====== Records to process ======

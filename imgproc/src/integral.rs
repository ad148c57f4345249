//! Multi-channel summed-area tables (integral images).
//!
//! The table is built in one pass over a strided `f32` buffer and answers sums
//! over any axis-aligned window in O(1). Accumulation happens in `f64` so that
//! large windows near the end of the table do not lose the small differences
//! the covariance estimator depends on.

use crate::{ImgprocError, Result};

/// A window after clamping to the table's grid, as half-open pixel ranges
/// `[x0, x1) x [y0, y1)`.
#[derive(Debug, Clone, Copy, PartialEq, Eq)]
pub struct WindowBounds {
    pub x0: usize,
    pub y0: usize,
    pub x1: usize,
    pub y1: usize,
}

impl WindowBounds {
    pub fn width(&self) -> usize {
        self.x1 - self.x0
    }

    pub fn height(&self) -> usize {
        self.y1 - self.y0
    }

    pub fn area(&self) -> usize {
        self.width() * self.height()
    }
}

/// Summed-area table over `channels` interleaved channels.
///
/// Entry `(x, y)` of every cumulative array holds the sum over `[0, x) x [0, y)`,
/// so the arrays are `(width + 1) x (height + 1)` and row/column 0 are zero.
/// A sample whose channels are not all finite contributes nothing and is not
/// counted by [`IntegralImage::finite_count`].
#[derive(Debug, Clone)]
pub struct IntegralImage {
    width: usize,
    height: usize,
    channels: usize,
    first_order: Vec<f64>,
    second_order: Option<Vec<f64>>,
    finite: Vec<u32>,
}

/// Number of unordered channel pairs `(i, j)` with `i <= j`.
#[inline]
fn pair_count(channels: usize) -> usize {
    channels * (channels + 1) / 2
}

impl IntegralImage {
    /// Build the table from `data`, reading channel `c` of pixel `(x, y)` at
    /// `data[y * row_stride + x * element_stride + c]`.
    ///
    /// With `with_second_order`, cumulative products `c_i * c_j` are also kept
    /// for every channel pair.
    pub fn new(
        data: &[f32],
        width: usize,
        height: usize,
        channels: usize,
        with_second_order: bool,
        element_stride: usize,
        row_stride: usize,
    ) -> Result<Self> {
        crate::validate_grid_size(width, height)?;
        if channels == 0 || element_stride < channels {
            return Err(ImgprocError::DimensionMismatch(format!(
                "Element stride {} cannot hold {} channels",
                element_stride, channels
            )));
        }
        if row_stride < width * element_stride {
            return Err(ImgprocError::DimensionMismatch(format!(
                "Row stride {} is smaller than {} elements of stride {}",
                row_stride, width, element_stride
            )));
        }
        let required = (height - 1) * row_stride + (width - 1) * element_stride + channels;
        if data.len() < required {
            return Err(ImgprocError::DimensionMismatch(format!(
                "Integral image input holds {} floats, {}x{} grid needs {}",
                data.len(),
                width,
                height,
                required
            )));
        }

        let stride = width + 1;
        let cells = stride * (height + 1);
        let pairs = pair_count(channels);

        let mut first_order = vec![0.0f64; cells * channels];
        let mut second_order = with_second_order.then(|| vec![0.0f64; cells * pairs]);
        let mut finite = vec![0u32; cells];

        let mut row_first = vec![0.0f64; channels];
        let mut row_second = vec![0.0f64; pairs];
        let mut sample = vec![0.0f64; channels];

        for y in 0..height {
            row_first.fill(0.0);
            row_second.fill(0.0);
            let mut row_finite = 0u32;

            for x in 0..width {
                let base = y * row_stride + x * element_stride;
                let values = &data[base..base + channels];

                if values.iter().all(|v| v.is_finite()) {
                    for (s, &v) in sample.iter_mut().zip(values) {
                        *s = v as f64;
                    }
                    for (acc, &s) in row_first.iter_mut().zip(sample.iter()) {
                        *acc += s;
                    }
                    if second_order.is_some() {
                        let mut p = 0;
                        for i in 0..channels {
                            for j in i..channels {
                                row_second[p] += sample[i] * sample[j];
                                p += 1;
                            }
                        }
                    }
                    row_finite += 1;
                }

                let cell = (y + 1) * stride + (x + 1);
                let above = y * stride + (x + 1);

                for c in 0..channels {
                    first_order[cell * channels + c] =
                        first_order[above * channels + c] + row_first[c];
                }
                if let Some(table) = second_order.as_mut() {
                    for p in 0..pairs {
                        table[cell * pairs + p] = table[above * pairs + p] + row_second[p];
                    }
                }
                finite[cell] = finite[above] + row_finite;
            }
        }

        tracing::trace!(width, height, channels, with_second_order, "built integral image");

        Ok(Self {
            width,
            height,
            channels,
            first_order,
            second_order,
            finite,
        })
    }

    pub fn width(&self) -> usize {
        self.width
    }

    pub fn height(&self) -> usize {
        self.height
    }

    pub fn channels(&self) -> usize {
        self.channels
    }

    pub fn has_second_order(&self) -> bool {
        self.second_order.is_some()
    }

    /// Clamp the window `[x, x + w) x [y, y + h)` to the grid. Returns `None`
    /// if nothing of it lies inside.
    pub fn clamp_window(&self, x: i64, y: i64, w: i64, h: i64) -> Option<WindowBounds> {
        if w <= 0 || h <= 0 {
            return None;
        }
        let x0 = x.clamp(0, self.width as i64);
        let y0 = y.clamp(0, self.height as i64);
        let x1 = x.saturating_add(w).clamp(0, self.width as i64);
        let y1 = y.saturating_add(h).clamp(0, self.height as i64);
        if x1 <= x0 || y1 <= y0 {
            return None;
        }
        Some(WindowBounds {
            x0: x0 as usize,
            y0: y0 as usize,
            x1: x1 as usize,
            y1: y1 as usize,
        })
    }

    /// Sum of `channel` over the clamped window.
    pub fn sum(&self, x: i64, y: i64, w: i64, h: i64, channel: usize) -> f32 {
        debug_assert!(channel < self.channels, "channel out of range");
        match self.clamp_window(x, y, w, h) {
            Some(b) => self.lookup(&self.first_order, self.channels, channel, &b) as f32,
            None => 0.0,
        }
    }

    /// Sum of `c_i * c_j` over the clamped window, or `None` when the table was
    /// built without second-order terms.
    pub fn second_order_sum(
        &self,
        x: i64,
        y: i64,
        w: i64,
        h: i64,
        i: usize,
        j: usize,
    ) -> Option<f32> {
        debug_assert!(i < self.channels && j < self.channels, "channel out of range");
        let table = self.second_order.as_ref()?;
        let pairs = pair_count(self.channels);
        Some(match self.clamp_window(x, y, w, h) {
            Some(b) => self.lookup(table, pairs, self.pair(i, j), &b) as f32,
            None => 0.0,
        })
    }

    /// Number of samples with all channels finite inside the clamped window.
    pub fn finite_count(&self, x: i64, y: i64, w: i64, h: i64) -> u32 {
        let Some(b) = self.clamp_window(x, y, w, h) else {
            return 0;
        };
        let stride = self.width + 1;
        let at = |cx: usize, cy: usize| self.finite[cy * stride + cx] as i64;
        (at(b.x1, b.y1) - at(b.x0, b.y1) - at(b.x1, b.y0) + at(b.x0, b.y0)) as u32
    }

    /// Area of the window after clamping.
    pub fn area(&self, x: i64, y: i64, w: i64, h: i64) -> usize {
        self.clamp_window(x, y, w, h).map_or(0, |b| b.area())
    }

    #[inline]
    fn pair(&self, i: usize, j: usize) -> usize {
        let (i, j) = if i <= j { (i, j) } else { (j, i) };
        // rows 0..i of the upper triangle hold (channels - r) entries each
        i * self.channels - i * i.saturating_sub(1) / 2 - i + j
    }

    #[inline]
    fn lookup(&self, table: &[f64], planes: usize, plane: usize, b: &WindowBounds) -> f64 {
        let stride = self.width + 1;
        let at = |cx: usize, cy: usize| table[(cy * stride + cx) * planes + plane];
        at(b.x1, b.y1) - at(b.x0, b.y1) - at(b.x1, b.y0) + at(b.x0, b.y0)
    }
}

======

Action item. Return, word for word, the lines of the data above from the line with "let mut row_first" through the line with "if values.iter().all(|v| v.is_finite())", inclusive.

Solved exercise.
        let mut row_first = vec![0.0f64; channels];
        let mut row_second = vec![0.0f64; pairs];
        let mut sample = vec![0.0f64; channels];

        for y in 0..height {
            row_first.fill(0.0);
            row_second.fill(0.0);
            let mut row_finite = 0u32;

            for x in 0..width {
                let base = y * row_stride + x * element_stride;
                let values = &data[base..base + channels];

                if values.iter().all(|v| v.is_finite()) {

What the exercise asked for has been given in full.